━━ Data excerpts

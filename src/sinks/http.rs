//! HTTP remote sink
//!
//! Sends the nested JSON payload to a configured endpoint as an HTTP/1.1
//! POST over a plain TCP connection. Any response, regardless of status
//! code, counts as success; only transport failures are errors. Delivery is
//! never retried and has no timeout.

use super::Sink;
use crate::core::{LoggerConfig, LoggerError, Payload, Result, Severity};
use async_trait::async_trait;
use parking_lot::RwLock;
use std::sync::Arc;
use tokio::io::{AsyncReadExt, AsyncWriteExt};
use tokio::net::TcpStream;

#[derive(Debug, PartialEq)]
struct Endpoint {
    host: String,
    port: u16,
    path: String,
}

impl Endpoint {
    fn host_header(&self) -> String {
        if self.port == 80 {
            self.host.clone()
        } else {
            format!("{}:{}", self.host, self.port)
        }
    }
}

/// Posts payloads to the endpoint currently configured on the logger.
/// With no endpoint configured, delivery is a silent no-op.
pub struct HttpSink {
    config: Arc<RwLock<LoggerConfig>>,
}

impl HttpSink {
    pub fn new(config: Arc<RwLock<LoggerConfig>>) -> Self {
        Self { config }
    }

    fn parse_endpoint(url: &str) -> Result<Endpoint> {
        let rest = url.strip_prefix("http://").ok_or_else(|| {
            LoggerError::endpoint(url, "only http:// endpoints are supported")
        })?;

        let (authority, path) = match rest.find('/') {
            Some(idx) => (&rest[..idx], &rest[idx..]),
            None => (rest, "/"),
        };
        if authority.is_empty() {
            return Err(LoggerError::endpoint(url, "missing host"));
        }

        let (host, port) = match authority.rsplit_once(':') {
            Some((host, port)) => {
                let port = port.parse::<u16>().map_err(|_| {
                    LoggerError::endpoint(url, format!("invalid port '{}'", port))
                })?;
                (host, port)
            }
            None => (authority, 80),
        };

        Ok(Endpoint {
            host: host.to_string(),
            port,
            path: path.to_string(),
        })
    }

    async fn post(&self, endpoint: &Endpoint, body: &[u8]) -> Result<()> {
        let mut stream = TcpStream::connect((endpoint.host.as_str(), endpoint.port)).await?;

        let request = format!(
            "POST {} HTTP/1.1\r\n\
             Host: {}\r\n\
             Content-Type: application/json\r\n\
             Content-Length: {}\r\n\
             Connection: close\r\n\
             \r\n",
            endpoint.path,
            endpoint.host_header(),
            body.len()
        );

        stream.write_all(request.as_bytes()).await?;
        stream.write_all(body).await?;
        stream.flush().await?;

        // Drain the response; the status code is deliberately ignored.
        let mut response = Vec::new();
        stream.read_to_end(&mut response).await?;

        Ok(())
    }
}

#[async_trait]
impl Sink for HttpSink {
    async fn deliver(&self, _level: Severity, payload: &Payload) -> Result<()> {
        let endpoint_url = { self.config.read().remote_endpoint.clone() };
        let Some(url) = endpoint_url else {
            // No endpoint configured: no network call, no error.
            return Ok(());
        };

        let endpoint = Self::parse_endpoint(&url)?;
        let body = serde_json::to_vec(payload)?;
        self.post(&endpoint, &body).await
    }

    fn name(&self) -> &str {
        "http-remote"
    }
}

━━━━

Could you write out the material above exactly as it appears?

filename src/sinks/http.rs
//! HTTP remote sink
//!
//! Sends the nested JSON payload to a configured endpoint as an HTTP/1.1
//! POST over a plain TCP connection. Any response, regardless of status
//! code, counts as success; only transport failures are errors. Delivery is
//! never retried and has no timeout.

use super::Sink;
use crate::core::{LoggerConfig, LoggerError, Payload, Result, Severity};
use async_trait::async_trait;
use parking_lot::RwLock;
use std::sync::Arc;
use tokio::io::{AsyncReadExt, AsyncWriteExt};
use tokio::net::TcpStream;

#[derive(Debug, PartialEq)]
struct Endpoint {
    host: String,
    port: u16,
    path: String,
}

impl Endpoint {
    fn host_header(&self) -> String {
        if self.port == 80 {
            self.host.clone()
        } else {
            format!("{}:{}", self.host, self.port)
        }
    }
}

/// Posts payloads to the endpoint currently configured on the logger.
/// With no endpoint configured, delivery is a silent no-op.
pub struct HttpSink {
    config: Arc<RwLock<LoggerConfig>>,
}

impl HttpSink {
    pub fn new(config: Arc<RwLock<LoggerConfig>>) -> Self {
        Self { config }
    }

    fn parse_endpoint(url: &str) -> Result<Endpoint> {
        let rest = url.strip_prefix("http://").ok_or_else(|| {
            LoggerError::endpoint(url, "only http:// endpoints are supported")
        })?;

        let (authority, path) = match rest.find('/') {
            Some(idx) => (&rest[..idx], &rest[idx..]),
            None => (rest, "/"),
        };
        if authority.is_empty() {
            return Err(LoggerError::endpoint(url, "missing host"));
        }

        let (host, port) = match authority.rsplit_once(':') {
            Some((host, port)) => {
                let port = port.parse::<u16>().map_err(|_| {
                    LoggerError::endpoint(url, format!("invalid port '{}'", port))
                })?;
                (host, port)
            }
            None => (authority, 80),
        };

        Ok(Endpoint {
            host: host.to_string(),
            port,
            path: path.to_string(),
        })
    }

    async fn post(&self, endpoint: &Endpoint, body: &[u8]) -> Result<()> {
        let mut stream = TcpStream::connect((endpoint.host.as_str(), endpoint.port)).await?;

        let request = format!(
            "POST {} HTTP/1.1\r\n\
             Host: {}\r\n\
             Content-Type: application/json\r\n\
             Content-Length: {}\r\n\
             Connection: close\r\n\
             \r\n",
            endpoint.path,
            endpoint.host_header(),
            body.len()
        );

        stream.write_all(request.as_bytes()).await?;
        stream.write_all(body).await?;
        stream.flush().await?;

        // Drain the response; the status code is deliberately ignored.
        let mut response = Vec::new();
        stream.read_to_end(&mut response).await?;

        Ok(())
    }
}

#[async_trait]
impl Sink for HttpSink {
    async fn deliver(&self, _level: Severity, payload: &Payload) -> Result<()> {
        let endpoint_url = { self.config.read().remote_endpoint.clone() };
        let Some(url) = endpoint_url else {
            // No endpoint configured: no network call, no error.
            return Ok(());
        };

        let endpoint = Self::parse_endpoint(&url)?;
        let body = serde_json::to_vec(payload)?;
        self.post(&endpoint, &body).await
    }

    fn name(&self) -> &str {
        "http-remote"
    }
}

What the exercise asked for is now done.